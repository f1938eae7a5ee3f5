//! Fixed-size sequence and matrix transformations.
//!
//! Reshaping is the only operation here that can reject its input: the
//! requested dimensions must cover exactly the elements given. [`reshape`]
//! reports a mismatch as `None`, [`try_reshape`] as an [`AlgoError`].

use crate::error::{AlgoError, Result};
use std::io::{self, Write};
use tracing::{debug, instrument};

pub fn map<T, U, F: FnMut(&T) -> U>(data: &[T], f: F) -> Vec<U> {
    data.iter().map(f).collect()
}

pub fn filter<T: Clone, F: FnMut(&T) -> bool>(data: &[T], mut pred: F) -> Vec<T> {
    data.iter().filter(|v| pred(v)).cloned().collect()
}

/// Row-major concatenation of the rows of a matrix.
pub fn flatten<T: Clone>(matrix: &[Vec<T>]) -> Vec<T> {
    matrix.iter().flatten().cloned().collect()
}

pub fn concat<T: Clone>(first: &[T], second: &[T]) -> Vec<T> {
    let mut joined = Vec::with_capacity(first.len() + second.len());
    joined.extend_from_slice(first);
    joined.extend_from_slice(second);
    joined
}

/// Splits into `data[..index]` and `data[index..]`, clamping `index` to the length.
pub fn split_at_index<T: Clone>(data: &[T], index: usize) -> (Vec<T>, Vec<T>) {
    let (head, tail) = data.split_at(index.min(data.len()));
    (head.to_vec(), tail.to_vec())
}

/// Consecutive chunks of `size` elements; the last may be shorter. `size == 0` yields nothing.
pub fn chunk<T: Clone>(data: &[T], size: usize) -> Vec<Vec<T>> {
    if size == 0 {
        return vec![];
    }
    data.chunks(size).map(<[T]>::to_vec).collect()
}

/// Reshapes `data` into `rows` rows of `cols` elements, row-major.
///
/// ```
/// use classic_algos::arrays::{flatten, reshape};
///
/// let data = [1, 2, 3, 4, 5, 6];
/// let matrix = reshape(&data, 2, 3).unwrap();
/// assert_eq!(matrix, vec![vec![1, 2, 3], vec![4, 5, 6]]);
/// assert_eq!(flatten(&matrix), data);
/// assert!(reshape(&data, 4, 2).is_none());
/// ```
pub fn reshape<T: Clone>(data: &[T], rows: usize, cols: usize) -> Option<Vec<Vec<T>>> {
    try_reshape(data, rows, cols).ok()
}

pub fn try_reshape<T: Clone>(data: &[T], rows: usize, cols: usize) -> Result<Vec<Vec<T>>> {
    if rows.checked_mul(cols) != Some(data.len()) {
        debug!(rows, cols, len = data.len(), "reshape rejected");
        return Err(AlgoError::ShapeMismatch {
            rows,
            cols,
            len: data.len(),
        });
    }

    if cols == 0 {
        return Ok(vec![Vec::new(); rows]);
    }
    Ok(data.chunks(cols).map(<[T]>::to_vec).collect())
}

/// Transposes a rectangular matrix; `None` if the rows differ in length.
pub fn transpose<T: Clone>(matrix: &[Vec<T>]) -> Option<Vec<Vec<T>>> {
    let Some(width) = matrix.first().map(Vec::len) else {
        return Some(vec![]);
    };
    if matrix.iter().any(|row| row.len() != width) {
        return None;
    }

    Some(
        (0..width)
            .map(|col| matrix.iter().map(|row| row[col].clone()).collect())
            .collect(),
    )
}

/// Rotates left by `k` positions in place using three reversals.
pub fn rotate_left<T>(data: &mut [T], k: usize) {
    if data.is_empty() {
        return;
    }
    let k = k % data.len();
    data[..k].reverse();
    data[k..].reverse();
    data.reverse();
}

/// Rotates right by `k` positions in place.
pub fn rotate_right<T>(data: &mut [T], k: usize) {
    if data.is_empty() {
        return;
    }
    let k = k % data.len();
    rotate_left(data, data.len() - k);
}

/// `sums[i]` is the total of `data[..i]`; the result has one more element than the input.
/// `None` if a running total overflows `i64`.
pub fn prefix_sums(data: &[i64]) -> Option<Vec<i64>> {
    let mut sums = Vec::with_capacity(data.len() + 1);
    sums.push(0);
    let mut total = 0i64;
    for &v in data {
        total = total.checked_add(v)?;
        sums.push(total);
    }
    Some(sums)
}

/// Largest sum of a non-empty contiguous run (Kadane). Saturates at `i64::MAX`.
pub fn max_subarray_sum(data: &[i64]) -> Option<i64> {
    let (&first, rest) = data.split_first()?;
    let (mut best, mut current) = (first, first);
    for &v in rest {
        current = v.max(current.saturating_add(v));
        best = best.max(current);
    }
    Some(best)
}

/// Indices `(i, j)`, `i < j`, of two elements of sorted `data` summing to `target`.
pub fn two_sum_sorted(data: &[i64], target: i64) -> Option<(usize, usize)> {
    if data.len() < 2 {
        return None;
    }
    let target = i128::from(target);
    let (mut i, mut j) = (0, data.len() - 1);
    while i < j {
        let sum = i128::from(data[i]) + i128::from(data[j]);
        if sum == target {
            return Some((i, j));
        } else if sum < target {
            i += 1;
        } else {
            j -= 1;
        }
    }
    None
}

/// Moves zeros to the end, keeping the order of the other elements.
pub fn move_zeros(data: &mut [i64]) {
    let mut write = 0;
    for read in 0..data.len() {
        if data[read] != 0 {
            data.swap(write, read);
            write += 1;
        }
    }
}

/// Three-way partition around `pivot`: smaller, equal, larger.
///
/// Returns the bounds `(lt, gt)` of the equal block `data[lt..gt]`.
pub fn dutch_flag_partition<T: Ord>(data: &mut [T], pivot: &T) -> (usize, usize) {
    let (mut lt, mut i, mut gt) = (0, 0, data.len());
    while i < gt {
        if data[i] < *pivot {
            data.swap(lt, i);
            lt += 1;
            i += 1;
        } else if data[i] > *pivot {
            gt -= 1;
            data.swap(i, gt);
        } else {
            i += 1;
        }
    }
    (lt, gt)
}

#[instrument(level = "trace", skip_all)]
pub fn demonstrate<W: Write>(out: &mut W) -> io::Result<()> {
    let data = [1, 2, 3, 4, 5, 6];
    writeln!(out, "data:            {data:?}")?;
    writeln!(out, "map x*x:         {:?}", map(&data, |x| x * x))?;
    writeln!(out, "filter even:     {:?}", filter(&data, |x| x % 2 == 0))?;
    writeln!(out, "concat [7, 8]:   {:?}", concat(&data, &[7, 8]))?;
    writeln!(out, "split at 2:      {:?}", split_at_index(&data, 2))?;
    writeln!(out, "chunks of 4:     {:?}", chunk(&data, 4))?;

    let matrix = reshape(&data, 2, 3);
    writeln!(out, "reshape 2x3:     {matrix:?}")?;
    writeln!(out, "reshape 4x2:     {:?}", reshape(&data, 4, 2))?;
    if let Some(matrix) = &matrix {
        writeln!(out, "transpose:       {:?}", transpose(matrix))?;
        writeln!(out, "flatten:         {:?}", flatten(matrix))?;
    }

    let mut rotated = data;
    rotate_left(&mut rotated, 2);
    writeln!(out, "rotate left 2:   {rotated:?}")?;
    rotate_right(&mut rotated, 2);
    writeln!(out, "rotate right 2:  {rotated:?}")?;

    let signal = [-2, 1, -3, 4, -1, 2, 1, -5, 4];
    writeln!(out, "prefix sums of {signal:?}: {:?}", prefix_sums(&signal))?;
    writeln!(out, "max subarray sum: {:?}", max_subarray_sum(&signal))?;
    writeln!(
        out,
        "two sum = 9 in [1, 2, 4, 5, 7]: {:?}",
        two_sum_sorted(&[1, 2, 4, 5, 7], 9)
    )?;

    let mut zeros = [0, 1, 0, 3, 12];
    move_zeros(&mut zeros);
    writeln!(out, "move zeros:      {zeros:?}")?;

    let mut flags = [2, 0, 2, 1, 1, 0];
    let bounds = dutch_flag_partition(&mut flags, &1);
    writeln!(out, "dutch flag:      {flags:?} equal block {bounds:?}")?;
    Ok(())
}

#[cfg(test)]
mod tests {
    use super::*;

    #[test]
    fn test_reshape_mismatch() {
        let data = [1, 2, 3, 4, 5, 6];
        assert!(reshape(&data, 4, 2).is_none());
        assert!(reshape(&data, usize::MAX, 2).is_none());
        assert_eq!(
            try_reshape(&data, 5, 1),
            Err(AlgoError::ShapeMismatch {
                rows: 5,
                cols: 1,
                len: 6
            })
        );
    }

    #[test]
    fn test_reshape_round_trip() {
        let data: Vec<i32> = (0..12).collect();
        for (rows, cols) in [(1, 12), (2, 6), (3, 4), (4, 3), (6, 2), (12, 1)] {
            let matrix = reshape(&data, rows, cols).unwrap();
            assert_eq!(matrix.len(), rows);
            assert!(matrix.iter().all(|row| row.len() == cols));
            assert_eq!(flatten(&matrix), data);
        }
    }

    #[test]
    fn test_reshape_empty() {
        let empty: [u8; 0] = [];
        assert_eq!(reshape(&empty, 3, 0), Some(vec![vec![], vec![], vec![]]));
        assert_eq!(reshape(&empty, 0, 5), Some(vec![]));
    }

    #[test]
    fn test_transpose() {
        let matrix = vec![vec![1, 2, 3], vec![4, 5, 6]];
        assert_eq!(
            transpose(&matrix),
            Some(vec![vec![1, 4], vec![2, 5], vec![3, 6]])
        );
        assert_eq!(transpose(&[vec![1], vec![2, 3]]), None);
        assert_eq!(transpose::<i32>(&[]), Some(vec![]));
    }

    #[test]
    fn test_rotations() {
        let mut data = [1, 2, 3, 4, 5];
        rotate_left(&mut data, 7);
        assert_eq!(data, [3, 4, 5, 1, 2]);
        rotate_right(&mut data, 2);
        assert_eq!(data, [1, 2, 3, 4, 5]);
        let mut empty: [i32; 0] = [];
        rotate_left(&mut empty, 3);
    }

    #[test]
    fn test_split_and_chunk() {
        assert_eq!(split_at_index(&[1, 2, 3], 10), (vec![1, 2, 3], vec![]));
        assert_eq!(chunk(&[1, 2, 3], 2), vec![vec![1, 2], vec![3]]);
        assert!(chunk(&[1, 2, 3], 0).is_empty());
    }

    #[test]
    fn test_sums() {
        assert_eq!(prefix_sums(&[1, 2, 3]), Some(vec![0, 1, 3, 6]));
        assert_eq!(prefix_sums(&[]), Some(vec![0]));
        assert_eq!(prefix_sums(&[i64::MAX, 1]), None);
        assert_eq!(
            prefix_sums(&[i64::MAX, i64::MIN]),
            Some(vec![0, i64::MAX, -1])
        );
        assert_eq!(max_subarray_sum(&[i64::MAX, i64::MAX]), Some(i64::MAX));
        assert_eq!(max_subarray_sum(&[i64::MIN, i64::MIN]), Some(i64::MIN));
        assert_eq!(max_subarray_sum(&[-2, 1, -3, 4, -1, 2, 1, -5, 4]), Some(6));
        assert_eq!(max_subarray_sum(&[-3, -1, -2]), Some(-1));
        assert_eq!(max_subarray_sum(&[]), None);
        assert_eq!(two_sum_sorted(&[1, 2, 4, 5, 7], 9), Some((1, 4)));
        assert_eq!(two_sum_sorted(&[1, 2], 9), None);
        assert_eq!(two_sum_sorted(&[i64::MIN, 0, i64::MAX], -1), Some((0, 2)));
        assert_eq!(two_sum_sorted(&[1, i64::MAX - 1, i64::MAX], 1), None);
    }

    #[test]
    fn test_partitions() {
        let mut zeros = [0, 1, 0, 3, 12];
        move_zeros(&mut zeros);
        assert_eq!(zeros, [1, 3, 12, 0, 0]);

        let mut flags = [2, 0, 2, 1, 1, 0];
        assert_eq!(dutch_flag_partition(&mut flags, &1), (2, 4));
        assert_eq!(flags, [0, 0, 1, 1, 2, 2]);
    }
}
* * *
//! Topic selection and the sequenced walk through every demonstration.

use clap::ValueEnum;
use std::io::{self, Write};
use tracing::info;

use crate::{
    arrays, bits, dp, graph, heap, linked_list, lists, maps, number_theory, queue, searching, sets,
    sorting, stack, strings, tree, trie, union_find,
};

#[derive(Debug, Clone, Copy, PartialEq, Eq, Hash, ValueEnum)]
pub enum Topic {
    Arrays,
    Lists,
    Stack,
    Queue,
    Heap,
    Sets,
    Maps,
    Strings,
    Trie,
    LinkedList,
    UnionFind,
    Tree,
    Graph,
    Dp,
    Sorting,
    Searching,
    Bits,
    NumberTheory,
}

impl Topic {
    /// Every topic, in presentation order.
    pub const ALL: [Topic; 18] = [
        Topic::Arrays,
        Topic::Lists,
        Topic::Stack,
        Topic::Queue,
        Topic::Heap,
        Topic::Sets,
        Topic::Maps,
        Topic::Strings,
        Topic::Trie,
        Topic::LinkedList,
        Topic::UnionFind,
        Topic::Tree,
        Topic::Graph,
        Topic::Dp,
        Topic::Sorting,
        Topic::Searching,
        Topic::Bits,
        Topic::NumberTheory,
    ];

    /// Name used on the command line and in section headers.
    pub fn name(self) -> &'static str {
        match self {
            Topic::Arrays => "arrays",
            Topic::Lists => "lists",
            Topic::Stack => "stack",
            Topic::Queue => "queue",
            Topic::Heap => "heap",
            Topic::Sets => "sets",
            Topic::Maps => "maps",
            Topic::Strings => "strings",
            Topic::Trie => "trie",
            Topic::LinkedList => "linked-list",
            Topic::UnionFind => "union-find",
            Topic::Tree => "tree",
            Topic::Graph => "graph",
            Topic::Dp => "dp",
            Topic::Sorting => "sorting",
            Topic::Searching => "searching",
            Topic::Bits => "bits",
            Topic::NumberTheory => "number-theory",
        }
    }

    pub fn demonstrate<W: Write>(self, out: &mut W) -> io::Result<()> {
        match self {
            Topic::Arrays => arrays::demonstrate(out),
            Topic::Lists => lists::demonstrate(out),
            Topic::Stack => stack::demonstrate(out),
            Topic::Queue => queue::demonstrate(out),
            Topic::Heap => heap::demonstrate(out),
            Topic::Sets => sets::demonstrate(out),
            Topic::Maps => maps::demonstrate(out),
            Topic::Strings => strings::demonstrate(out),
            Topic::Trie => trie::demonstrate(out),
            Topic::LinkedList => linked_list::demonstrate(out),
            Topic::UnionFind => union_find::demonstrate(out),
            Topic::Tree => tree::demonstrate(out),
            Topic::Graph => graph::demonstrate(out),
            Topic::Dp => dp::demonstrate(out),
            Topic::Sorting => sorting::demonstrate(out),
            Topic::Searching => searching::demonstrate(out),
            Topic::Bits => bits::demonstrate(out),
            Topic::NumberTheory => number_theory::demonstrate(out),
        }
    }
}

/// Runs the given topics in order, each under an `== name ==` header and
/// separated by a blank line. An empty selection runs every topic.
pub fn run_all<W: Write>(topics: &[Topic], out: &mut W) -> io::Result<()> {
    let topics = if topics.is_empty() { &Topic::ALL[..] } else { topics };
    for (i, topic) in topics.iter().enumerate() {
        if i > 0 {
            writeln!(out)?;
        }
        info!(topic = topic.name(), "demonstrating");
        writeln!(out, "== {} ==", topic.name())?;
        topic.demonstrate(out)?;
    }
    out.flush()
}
==
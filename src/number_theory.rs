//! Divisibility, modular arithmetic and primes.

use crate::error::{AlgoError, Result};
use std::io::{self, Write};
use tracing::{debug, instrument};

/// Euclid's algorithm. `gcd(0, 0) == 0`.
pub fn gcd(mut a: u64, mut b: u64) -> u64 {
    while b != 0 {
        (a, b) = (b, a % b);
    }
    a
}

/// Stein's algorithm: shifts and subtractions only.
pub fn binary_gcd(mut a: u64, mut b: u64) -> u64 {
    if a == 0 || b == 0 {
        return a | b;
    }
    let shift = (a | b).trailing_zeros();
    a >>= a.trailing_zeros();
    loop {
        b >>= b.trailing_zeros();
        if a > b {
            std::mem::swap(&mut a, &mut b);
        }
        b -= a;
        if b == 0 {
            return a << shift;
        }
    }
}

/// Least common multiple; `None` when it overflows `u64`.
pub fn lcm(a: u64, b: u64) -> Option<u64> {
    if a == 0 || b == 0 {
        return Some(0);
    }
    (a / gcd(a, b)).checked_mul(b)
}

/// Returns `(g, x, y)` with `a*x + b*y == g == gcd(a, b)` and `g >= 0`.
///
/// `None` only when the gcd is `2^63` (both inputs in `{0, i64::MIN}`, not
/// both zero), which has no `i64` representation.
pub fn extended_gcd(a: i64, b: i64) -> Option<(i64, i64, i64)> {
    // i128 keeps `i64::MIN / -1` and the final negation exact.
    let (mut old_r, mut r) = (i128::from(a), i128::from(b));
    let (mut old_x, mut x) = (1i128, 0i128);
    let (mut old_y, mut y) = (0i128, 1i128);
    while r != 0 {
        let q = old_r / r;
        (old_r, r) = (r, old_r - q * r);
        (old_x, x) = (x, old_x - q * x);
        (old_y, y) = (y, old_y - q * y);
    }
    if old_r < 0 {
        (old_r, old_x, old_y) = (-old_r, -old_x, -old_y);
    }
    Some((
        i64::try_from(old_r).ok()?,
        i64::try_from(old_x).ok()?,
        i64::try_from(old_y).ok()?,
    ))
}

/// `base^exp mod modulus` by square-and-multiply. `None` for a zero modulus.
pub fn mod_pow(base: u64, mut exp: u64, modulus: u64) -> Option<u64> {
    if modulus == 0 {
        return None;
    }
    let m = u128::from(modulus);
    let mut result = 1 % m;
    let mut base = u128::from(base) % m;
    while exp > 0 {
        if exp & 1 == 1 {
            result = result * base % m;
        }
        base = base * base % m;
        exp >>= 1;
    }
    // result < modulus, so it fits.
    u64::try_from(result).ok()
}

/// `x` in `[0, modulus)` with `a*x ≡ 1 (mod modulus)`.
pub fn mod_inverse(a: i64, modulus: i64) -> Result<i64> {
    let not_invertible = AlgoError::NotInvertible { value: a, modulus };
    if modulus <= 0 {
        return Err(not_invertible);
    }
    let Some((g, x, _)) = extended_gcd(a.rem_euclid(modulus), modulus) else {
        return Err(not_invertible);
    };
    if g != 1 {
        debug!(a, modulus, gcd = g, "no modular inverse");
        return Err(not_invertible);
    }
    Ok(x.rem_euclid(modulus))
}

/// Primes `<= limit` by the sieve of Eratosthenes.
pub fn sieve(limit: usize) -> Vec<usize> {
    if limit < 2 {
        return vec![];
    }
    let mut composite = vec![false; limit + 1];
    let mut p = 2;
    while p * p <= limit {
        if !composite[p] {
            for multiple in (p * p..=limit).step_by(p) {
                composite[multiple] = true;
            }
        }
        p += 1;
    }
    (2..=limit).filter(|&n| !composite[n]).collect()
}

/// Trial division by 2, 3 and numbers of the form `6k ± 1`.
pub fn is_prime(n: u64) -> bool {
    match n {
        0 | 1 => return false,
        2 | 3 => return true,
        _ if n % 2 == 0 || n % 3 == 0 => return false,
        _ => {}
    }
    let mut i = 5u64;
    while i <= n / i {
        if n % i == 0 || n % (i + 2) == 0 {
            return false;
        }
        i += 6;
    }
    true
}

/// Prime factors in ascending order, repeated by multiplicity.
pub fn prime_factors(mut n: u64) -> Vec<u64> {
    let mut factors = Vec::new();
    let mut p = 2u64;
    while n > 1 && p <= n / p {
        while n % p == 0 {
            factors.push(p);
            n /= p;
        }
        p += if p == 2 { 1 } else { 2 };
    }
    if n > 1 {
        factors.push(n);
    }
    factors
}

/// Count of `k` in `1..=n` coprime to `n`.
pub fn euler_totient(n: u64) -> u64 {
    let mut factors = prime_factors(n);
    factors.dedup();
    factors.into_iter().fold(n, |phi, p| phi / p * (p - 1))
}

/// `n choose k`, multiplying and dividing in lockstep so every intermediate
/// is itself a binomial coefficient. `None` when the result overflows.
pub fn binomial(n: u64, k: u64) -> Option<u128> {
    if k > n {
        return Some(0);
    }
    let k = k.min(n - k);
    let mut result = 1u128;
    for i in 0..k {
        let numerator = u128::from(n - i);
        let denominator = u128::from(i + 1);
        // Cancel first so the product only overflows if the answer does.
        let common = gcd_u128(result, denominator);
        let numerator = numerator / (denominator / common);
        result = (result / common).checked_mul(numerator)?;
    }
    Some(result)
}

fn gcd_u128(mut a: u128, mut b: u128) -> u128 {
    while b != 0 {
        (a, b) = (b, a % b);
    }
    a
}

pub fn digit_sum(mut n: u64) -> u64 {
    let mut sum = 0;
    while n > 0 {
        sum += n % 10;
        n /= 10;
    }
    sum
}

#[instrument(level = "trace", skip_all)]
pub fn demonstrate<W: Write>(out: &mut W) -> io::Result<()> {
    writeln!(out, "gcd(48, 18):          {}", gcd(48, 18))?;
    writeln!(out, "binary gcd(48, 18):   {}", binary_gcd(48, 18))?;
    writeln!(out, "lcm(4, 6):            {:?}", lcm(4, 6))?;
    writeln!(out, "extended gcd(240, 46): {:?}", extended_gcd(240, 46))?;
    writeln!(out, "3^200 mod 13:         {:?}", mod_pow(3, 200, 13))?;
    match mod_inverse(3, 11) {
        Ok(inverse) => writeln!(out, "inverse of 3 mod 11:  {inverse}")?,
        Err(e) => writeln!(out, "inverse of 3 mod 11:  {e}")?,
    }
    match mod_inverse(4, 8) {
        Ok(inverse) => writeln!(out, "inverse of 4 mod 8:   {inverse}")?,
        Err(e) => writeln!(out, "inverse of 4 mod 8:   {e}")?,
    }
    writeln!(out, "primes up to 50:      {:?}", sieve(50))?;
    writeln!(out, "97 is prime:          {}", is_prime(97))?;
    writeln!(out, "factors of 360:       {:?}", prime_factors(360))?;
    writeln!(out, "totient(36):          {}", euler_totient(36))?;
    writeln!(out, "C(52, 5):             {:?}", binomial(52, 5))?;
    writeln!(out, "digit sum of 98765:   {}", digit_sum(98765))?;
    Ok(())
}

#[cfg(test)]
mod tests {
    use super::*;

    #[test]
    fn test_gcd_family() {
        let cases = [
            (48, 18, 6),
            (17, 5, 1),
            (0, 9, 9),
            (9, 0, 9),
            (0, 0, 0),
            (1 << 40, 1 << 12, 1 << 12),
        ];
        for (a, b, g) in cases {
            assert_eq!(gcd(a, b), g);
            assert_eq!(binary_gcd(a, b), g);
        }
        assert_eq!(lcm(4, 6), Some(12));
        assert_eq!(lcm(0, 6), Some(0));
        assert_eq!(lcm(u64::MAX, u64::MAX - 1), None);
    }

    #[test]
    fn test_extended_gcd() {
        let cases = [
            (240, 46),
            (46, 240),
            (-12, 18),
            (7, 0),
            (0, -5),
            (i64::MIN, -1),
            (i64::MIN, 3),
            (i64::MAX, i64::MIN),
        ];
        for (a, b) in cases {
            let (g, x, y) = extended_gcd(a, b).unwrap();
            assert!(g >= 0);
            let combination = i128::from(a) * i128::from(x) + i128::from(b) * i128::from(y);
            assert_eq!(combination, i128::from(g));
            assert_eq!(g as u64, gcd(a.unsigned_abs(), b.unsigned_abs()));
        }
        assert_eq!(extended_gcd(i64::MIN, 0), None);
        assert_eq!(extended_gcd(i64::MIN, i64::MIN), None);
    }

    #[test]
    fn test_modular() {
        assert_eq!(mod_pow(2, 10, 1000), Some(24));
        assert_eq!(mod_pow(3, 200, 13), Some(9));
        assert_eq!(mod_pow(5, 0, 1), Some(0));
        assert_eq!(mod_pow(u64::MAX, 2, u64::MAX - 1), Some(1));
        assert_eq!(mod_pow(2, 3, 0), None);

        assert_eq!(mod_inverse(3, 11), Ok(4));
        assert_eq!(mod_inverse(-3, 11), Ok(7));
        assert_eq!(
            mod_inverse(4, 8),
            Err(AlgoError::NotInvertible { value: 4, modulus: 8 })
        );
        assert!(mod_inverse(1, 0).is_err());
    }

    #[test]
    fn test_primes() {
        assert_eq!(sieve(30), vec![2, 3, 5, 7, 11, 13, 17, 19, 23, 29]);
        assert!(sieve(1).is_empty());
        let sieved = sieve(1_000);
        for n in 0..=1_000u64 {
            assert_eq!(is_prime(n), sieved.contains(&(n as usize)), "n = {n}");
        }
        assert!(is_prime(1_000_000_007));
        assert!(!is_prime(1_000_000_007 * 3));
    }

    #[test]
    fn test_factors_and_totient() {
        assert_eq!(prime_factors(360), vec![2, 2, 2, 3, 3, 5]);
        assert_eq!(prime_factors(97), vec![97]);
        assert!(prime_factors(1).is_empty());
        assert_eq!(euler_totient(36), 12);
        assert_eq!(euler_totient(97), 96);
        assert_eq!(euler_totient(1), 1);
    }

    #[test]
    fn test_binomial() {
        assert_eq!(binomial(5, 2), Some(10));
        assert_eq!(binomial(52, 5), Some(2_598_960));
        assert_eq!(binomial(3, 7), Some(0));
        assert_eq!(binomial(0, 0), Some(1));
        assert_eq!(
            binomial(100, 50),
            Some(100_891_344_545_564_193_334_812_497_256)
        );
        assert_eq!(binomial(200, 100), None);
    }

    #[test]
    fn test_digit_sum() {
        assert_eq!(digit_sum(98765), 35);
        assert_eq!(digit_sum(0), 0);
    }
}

*What to work on*:
All lines in the preceding records that hold the word "equal" need to be copied.

*Task output*:
/// Three-way partition around `pivot`: smaller, equal, larger.
/// Returns the bounds `(lt, gt)` of the equal block `data[lt..gt]`.
    writeln!(out, "dutch flag:      {flags:?} equal block {bounds:?}")?;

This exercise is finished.